Governance: The Key Ingredient to Success: Part-2

Kiran Thakkar
Consulting Solutions Architect

Resource Organization

Organizing resources is a fundamental discipline in designing the foundation of an effective governance model.  Whether a single application is being provisioned or many, organizing those resources in a manner that allows for growth, flexibility, and accountability is essential in maintaining control in the tenancy.

Resource Identifier

A fundamental principal in OCI is what is known as the OCID (Oracle Cloud Identifier), which is a unique identifier of a particular resource.  That resource is an instance of a service or a principal, either being a user/group or instance/service, is a component of the full OCID of a particular resource.

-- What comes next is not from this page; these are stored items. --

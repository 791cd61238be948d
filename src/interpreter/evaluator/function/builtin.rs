use crate::{
    ast::Node,
    error::RuntimeError,
    interpreter::{
        evaluator::core::{EvalResult, Scope},
        value::core::Value,
    },
};

/// Fails unless every argument is truthy.
///
/// Arguments are evaluated in order and evaluation stops at the first falsy
/// one. Yields `true` otherwise.
///
/// # Example
/// ```
/// use sapphire::{
///     ast::Node,
///     interpreter::{
///         evaluator::{core::Scope, function::builtin::assert_fn},
///         value::core::Value,
///     },
/// };
///
/// let mut scope = Scope::new();
///
/// let ok = assert_fn(&[Node::atom(1, 1)], &mut scope, 1).unwrap();
/// assert_eq!(ok, Some(Value::Bool(true)));
///
/// assert!(assert_fn(&[Node::atom("", 2)], &mut scope, 2).is_err());
/// ```
///
/// # Errors
/// `AssertionFailed` on the first falsy argument, or any evaluation error.
pub fn assert_fn(args: &[Node], scope: &mut Scope, line: usize) -> EvalResult<Option<Value>> {
    for arg in args {
        if !scope.eval_child(arg, line)?.is_truthy() {
            return Err(RuntimeError::AssertionFailed { line });
        }
    }

    Ok(Some(Value::Bool(true)))
}
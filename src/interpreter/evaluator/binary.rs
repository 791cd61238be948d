/// Operator dispatch for binary operations.
pub mod core;
/// Integer and real arithmetic, plus string concatenation and repetition.
pub mod scalar;
/// Exponentiation.
pub mod power;
/// Relational and equality comparisons.
pub mod comparison;
/// Logical AND, XOR and OR.
pub mod logic;
use crate::{
    ast::{Atom, Node, UnaryOperator},
    interpreter::{
        lexer::Token,
        parser::{
            binary::RELATIONAL_OPERATORS,
            core::{ParseResult, Parser},
        },
    },
};

impl Parser<'_> {
    /// Parses a single boolean term.
    ///
    /// Grammar:
    /// ```text
    ///     unaryBool := "~" boolean
    ///                | "(" boolean ")"
    ///                | expression relop expression
    /// ```
    pub(crate) fn parse_unary_bool(&mut self) -> ParseResult<Node> {
        self.nested(|parser| {
                parser.choice("a boolean",
                              &[Self::parse_not, Self::parse_grouped_boolean, Self::parse_comparison])
            })
    }

    /// `"~" boolean`
    fn parse_not(&mut self) -> ParseResult<Node> {
        let line = self.eat(&Token::Not)?;
        let operand = self.parse_boolean()?;

        Ok(Node::UnaryOp { op: UnaryOperator::Not,
                           operand: Box::new(operand),
                           line })
    }

    /// `"(" boolean ")"`
    fn parse_grouped_boolean(&mut self) -> ParseResult<Node> {
        self.eat(&Token::LParen)?;
        let inner = self.parse_boolean()?;
        self.eat(&Token::RParen)?;
        Ok(inner)
    }

    /// Parses a comparison between two arithmetic expressions.
    ///
    /// Comparisons do not chain: `1 < 2 < 3` leaves the second `<` unparsed.
    ///
    /// Grammar: `expression relop expression` where
    /// `relop := ">" | "<" | ">=" | "<=" | "="`
    fn parse_comparison(&mut self) -> ParseResult<Node> {
        let left = self.parse_expression()?;
        let (op, line) = self.eat_operator(RELATIONAL_OPERATORS, "a comparison operator")?;
        let right = self.parse_expression()?;

        Ok(Node::BinaryOp { left: Box::new(left),
                            op,
                            right: Box::new(right),
                            line })
    }

    /// Parses a unary arithmetic term.
    ///
    /// A sign applies to a whole `expression`, not just the next term, so
    /// `-2 + 3` parses as `-(2 + 3)`.
    ///
    /// Grammar:
    /// ```text
    ///     unary := ("+" | "-") expression
    ///            | "(" expression ")"
    ///            | atom
    /// ```
    pub(crate) fn parse_unary(&mut self) -> ParseResult<Node> {
        self.nested(|parser| {
                parser.choice("an operand",
                              &[Self::parse_signed, Self::parse_grouped_expression, Self::parse_atom])
            })
    }

    /// `("+" | "-") expression`
    fn parse_signed(&mut self) -> ParseResult<Node> {
        let op = match self.peek() {
            Token::Plus => UnaryOperator::Plus,
            Token::Minus => UnaryOperator::Negate,
            _ => return Err(self.expected("'+' or '-'")),
        };
        let line = self.current_line();
        self.advance();
        let operand = self.parse_expression()?;

        Ok(Node::UnaryOp { op,
                           operand: Box::new(operand),
                           line })
    }

    /// `"(" expression ")"`
    fn parse_grouped_expression(&mut self) -> ParseResult<Node> {
        self.eat(&Token::LParen)?;
        let inner = self.parse_expression()?;
        self.eat(&Token::RParen)?;
        Ok(inner)
    }

    /// Parses a literal or identifier.
    ///
    /// Grammar: `atom := STR | NUM | ID`
    pub(crate) fn parse_atom(&mut self) -> ParseResult<Node> {
        let atom = match self.peek() {
            Token::Str(s) => Atom::Str(s.clone()),
            Token::Integer(n) => Atom::Integer(*n),
            Token::Identifier(name) => Atom::Identifier(name.clone()),
            _ => return Err(self.expected("a string, number or identifier")),
        };
        let line = self.current_line();
        self.advance();

        Ok(Node::Atom { atom, line })
    }
}
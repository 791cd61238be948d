/// Numeric conversion helpers.
///
/// This module provides safe functions for converting between integer and
/// floating-point types without risking silent data loss. All functions
/// return a `Result`, which is `Ok` if the conversion is valid, or a
/// `RuntimeError` if the value is out of range.
pub mod num;
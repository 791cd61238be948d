/// The call protocol and the built-in function table.
///
/// Resolves call targets, checks argument counts, runs function definitions
/// in their own frame, and registers the standard library into a scope.
pub mod core;
/// The `print` function implementation.
///
/// Writes the display form of its arguments to standard output.
pub mod print;
/// The `prompt` function implementation.
///
/// Reads one line of input and coerces it to a requested type.
pub mod prompt;
/// Small built-ins that need no I/O, such as `assert`.
pub mod builtin;
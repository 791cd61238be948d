use crate::{
    error::RuntimeError,
    interpreter::{
        evaluator::core::{EvalResult, Scope},
        value::core::Value,
    },
    util::num::i64_to_u32_checked,
};

impl Scope {
    /// Evaluates an exponentiation operation.
    ///
    /// An integer raised to a non-negative integer uses checked arithmetic
    /// and stays an integer. Negative exponents and real operands are
    /// computed in floating point with `powf`.
    ///
    /// # Parameters
    /// - `base`: The base value.
    /// - `exponent`: The exponent value.
    /// - `line`: Line number for error reporting.
    ///
    /// # Example
    /// ```
    /// use sapphire::interpreter::{evaluator::core::Scope, value::core::Value};
    ///
    /// let result = Scope::eval_pow(&Value::Integer(2), &Value::Integer(10), 1).unwrap();
    /// assert_eq!(result, Value::Integer(1024));
    ///
    /// let result = Scope::eval_pow(&Value::Integer(2), &Value::Integer(-1), 1).unwrap();
    /// assert_eq!(result, Value::Real(0.5));
    /// ```
    ///
    /// # Errors
    /// - `Overflow` when an integer power does not fit in an `i64`.
    /// - `DivisionByZero` for zero raised to a negative power.
    /// - `TypeError` when either operand is not a number.
    pub fn eval_pow(base: &Value, exponent: &Value, line: usize) -> EvalResult<Value> {
        let (Some(b), Some(e)) = (base.numeric(), exponent.numeric()) else {
            return Err(RuntimeError::TypeError { details: format!("cannot raise a {} to a {}",
                                                                  base.type_name(),
                                                                  exponent.type_name()),
                                                 line });
        };

        let zero_base = matches!(b, Value::Integer(0)) || matches!(b, Value::Real(r) if r == 0.0);
        let negative_exponent =
            matches!(e, Value::Integer(n) if n < 0) || matches!(e, Value::Real(r) if r < 0.0);
        if zero_base && negative_exponent {
            return Err(RuntimeError::DivisionByZero { line });
        }

        match (b, e) {
            (Value::Integer(b), Value::Integer(e)) if e >= 0 => match b {
                0 | 1 => Ok(Value::Integer(if e == 0 { 1 } else { b })),
                -1 => Ok(Value::Integer(if e % 2 == 0 { 1 } else { -1 })),
                _ => b.checked_pow(i64_to_u32_checked(e, line)?)
                      .map(Value::Integer)
                      .ok_or(RuntimeError::Overflow { line }),
            },
            (b, e) => Ok(Value::Real(b.as_real(line)?.powf(e.as_real(line)?))),
        }
    }
}
use crate::{
    ast::Node,
    interpreter::{
        lexer::Token,
        parser::core::{ParseResult, Parser, Production},
    },
};

impl<'t> Parser<'t> {
    /// Parses a conditional.
    ///
    /// The guard is tried as a `boolean` first and as a bare `expression`
    /// second, so `x => ...` is accepted and tests the truthiness of `x`.
    /// The else branch is optional.
    ///
    /// Grammar:
    /// ```text
    ///     conditional := (boolean | expression) "=>" line ("!!" line)?
    /// ```
    pub(crate) fn parse_conditional(&mut self) -> ParseResult<Node> {
        self.choice("a conditional",
                    &[Self::parse_boolean_conditional, Self::parse_expression_conditional])
    }

    fn parse_boolean_conditional(&mut self) -> ParseResult<Node> {
        self.parse_guarded(Self::parse_boolean)
    }

    fn parse_expression_conditional(&mut self) -> ParseResult<Node> {
        self.parse_guarded(Self::parse_expression)
    }

    fn parse_guarded(&mut self, guard: Production<'t>) -> ParseResult<Node> {
        let condition = guard(self)?;
        self.eat(&Token::Then)?;
        let then_branch = self.parse_line()?;
        let else_branch = self.attempt(|parser| {
                                  parser.eat(&Token::Else)?;
                                  parser.parse_line()
                              })
                              .ok()
                              .map(Box::new);

        Ok(Node::Conditional { line: condition.line_number(),
                               condition: Box::new(condition),
                               then_branch: Box::new(then_branch),
                               else_branch })
    }

    /// Parses an assignment.
    ///
    /// The right-hand side is a full line, so blocks, calls and conditionals
    /// can be assigned directly.
    ///
    /// Grammar: `assignment := ID ":-" line`
    pub(crate) fn parse_assignment(&mut self) -> ParseResult<Node> {
        let (name, line) = self.eat_identifier()?;
        self.eat(&Token::Assign)?;
        let value = self.parse_line()?;

        Ok(Node::Assignment { name,
                              value: Box::new(value),
                              line })
    }
}
/// A leaf of the syntax tree: a literal or a reference to a name.
///
/// Atoms are the only nodes a scope normally stores: assigning a variable
/// re-wraps the computed value as a literal atom.
#[derive(Debug, Clone, PartialEq, Eq)]
pub enum Atom {
    /// A 64-bit signed integer literal.
    Integer(i64),
    /// A string literal.
    Str(String),
    /// An identifier, resolved against the scope at evaluation time.
    Identifier(String),
}

impl From<i64> for Atom {
    fn from(value: i64) -> Self {
        Self::Integer(value)
    }
}

impl From<&str> for Atom {
    fn from(value: &str) -> Self {
        Self::Str(value.to_string())
    }
}

impl From<String> for Atom {
    fn from(value: String) -> Self {
        Self::Str(value)
    }
}

/// An abstract syntax tree (AST) node.
///
/// One parsed line produces exactly one root node. Every variant records the
/// source line it started on for error reporting.
#[derive(Debug, Clone, PartialEq)]
pub enum Node {
    /// A literal or identifier.
    Atom {
        /// The literal or name.
        atom: Atom,
        /// Line number in the source code.
        line: usize,
    },
    /// A prefix operator applied to one operand (`+x`, `-x`, `~x`).
    UnaryOp {
        /// The unary operator to apply.
        op:      UnaryOperator,
        /// The operand.
        operand: Box<Self>,
        /// Line number in the source code.
        line:    usize,
    },
    /// A binary operation (arithmetic, comparison or boolean connective).
    BinaryOp {
        /// Left operand.
        left:  Box<Self>,
        /// The operator.
        op:    BinaryOperator,
        /// Right operand.
        right: Box<Self>,
        /// Line number in the source code.
        line:  usize,
    },
    /// `name :- value`
    Assignment {
        /// The destination identifier.
        name:  String,
        /// The value-producing line.
        value: Box<Self>,
        /// Line number in the source code.
        line:  usize,
    },
    /// `{{ line. line. }}`
    Block {
        /// Lines in evaluation order.
        lines: Vec<Self>,
        /// Line number in the source code.
        line:  usize,
    },
    /// `condition => then !! else`
    Conditional {
        /// The guard.
        condition:   Box<Self>,
        /// Evaluated when the guard is truthy.
        then_branch: Box<Self>,
        /// Evaluated otherwise, if present.
        else_branch: Option<Box<Self>>,
        /// Line number in the source code.
        line:        usize,
    },
    /// `name:{ arg; arg }`
    Call {
        /// Name of the callee.
        callee:    String,
        /// Arguments, left unevaluated for the callee to evaluate.
        arguments: Vec<Self>,
        /// Line number in the source code.
        line:      usize,
    },
    /// A function definition.
    ///
    /// The grammar never produces this node. Hosts can build it and bind it
    /// to a name; calling that name then runs the body in a new frame.
    Function(FunctionDef),
}

impl Node {
    /// Creates a literal or identifier node.
    #[must_use]
    pub fn atom(atom: impl Into<Atom>, line: usize) -> Self {
        Self::Atom { atom: atom.into(),
                     line }
    }

    /// Creates an identifier node.
    #[must_use]
    pub fn identifier(name: &str, line: usize) -> Self {
        Self::Atom { atom: Atom::Identifier(name.to_string()),
                     line }
    }

    /// Gets the line number from `self`.
    /// ## Example
    /// ```
    /// use sapphire::ast::Node;
    ///
    /// let node = Node::identifier("x", 5);
    ///
    /// assert_eq!(node.line_number(), 5);
    /// ```
    #[must_use]
    pub const fn line_number(&self) -> usize {
        match self {
            Self::Atom { line, .. }
            | Self::UnaryOp { line, .. }
            | Self::BinaryOp { line, .. }
            | Self::Assignment { line, .. }
            | Self::Block { line, .. }
            | Self::Conditional { line, .. }
            | Self::Call { line, .. } => *line,
            Self::Function(def) => def.line,
        }
    }
}

/// A function definition: parameter names bound to a body.
///
/// Calling it evaluates the arguments in the caller's scope and binds them to
/// the parameters in a copy of that scope.
#[derive(Debug, Clone, PartialEq)]
pub struct FunctionDef {
    /// The parameter names.
    pub params: Vec<String>,
    /// The body evaluated when the function is called.
    pub body:   Box<Node>,
    /// Line number in the source code.
    pub line:   usize,
}

/// Represents a binary operator.
///
/// Binary operators include arithmetic, comparisons and boolean connectives.
#[derive(Debug, Copy, Clone, PartialEq, Eq)]
pub enum BinaryOperator {
    /// Addition (`+`)
    Add,
    /// Subtraction (`-`)
    Sub,
    /// Multiplication (`*`)
    Mul,
    /// Division (`/`)
    Div,
    /// Exponentiation (`^`)
    Pow,
    /// Less than (`<`)
    Less,
    /// Greater than (`>`)
    Greater,
    /// Less than or equal (`<=`)
    LessEqual,
    /// Greater than or equal (`>=`)
    GreaterEqual,
    /// Equal to (`=`)
    Equal,
    /// Logical exclusive or (`$`)
    Xor,
    /// Logical and (`&&`)
    And,
    /// Logical or (`||`)
    Or,
}

/// Represents a unary operator.
#[derive(Debug, Copy, Clone, PartialEq, Eq)]
pub enum UnaryOperator {
    /// Integer coercion (`+x`).
    Plus,
    /// Arithmetic negation (`-x`).
    Negate,
    /// Logical NOT (`~x`).
    Not,
}

impl std::fmt::Display for BinaryOperator {
    fn fmt(&self, f: &mut std::fmt::Formatter<'_>) -> std::fmt::Result {
        use BinaryOperator::{
            Add, And, Div, Equal, Greater, GreaterEqual, Less, LessEqual, Mul, Or, Pow, Sub, Xor,
        };
        let operator = match self {
            Add => "+",
            Sub => "-",
            Mul => "*",
            Div => "/",
            Pow => "^",
            Less => "<",
            Greater => ">",
            LessEqual => "<=",
            GreaterEqual => ">=",
            Equal => "=",
            Xor => "$",
            And => "&&",
            Or => "||",
        };
        write!(f, "{operator}")
    }
}

impl std::fmt::Display for UnaryOperator {
    fn fmt(&self, f: &mut std::fmt::Formatter<'_>) -> std::fmt::Result {
        let operator = match self {
            Self::Plus => "+",
            Self::Negate => "-",
            Self::Not => "~",
        };
        write!(f, "{operator}")
    }
}

impl std::fmt::Display for Atom {
    fn fmt(&self, f: &mut std::fmt::Formatter<'_>) -> std::fmt::Result {
        match self {
            Self::Integer(n) => write!(f, "{n}"),
            Self::Str(s) => write!(f, "'{s}'"),
            Self::Identifier(name) => write!(f, "${name}"),
        }
    }
}

/// Prints a node in prefix form, e.g. `(+ 1 (* 2 $x))` or `[x <- 5]`.
impl std::fmt::Display for Node {
    fn fmt(&self, f: &mut std::fmt::Formatter<'_>) -> std::fmt::Result {
        match self {
            Self::Atom { atom, .. } => write!(f, "{atom}"),
            Self::UnaryOp { op, operand, .. } => write!(f, "({op} {operand})"),
            Self::BinaryOp { left, op, right, .. } => write!(f, "({op} {left} {right})"),
            Self::Assignment { name, value, .. } => write!(f, "[{name} <- {value}]"),
            Self::Block { lines, .. } => {
                write!(f, "[")?;
                write_separated(f, lines)?;
                write!(f, "]")
            },
            Self::Conditional { condition,
                                then_branch,
                                else_branch,
                                .. } => match else_branch {
                Some(else_branch) => write!(f, "(IF {condition} {then_branch} {else_branch})"),
                None => write!(f, "(IF {condition} {then_branch})"),
            },
            Self::Call { callee, arguments, .. } => {
                write!(f, "({callee}")?;
                for argument in arguments {
                    write!(f, " {argument}")?;
                }
                write!(f, ")")
            },
            Self::Function(def) => write!(f, "(func [{}] {})", def.params.join(" "), def.body),
        }
    }
}

fn write_separated(f: &mut std::fmt::Formatter<'_>, nodes: &[Node]) -> std::fmt::Result {
    for (index, node) in nodes.iter().enumerate() {
        if index > 0 {
            write!(f, " ")?;
        }
        write!(f, "{node}")?;
    }
    Ok(())
}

The following is a breakdown of the components that make up an OCID:

OCID syntax: ocid1.<RESOURCE TYPE>.<REALM>.[REGION][.FUTURE USE].<UNIQUE ID>

OCID1: The literal string indicating the version of the OCID.

Resource Type:The type of resource ex: instance, vcn, user. Group etc.

Realm: A realm is a set of regions that share entities. Ex: oc1 for commercial realm, oc2 for government cloud, oc3 for the federal government

Region: The region the resource is in ex: phx, iad, etc.

Future use: Reserved for future use

Unique ID: The unique portion of the ID

Tenancy Structure

Each resource in the tenancy belongs to a compartment (with few exceptions) which allows for those resources to be logically grouped and managed to conform to the governance model set in place.  Generally speaking, a resource is anything provisioned in the tenancy related to IaaS, PaaS, and infrastructure components, such as but not limited to VCNs, subnets, security rules, and routing rules.

Core Resources

Most of the resources belong to a compartment within the tenancy. However, there are core resources that are global and live outside of compartments.  The diagram below depicts how these core resources are positioned in the tenancy in relation to compartments.

Compartment

OCI Compartments are a logical grouping of resources to enforce access control and cost management. They provide a global logical namespace where policies can be enforced, like folders in a file system, similar to a tree-like structure.

Below are several benefits of well-designed compartments:

  • Controlling access by developing correctly written security policies>
  • Delegating administrative privileges to compartment administrators to manage their respective resources
  • Developing a charge-back model by departments based on their respective compartments.
  • Defining quotas and budges based on compartments

Designing a compartment structure is generally a recipe specific to each organization. Certainly, pre-defined templates are available which provide a foundation upon which an organization's structure can be based upon.  Such a template is the OCI CIS Benchmark Landing Zone, which provides a broad compartment structure, covering Network, Security, Applications, and Database resources.  You can extend the compartment structure to add separate child compartments to various applications or for different life cycle environments (Dev, Test, Prod).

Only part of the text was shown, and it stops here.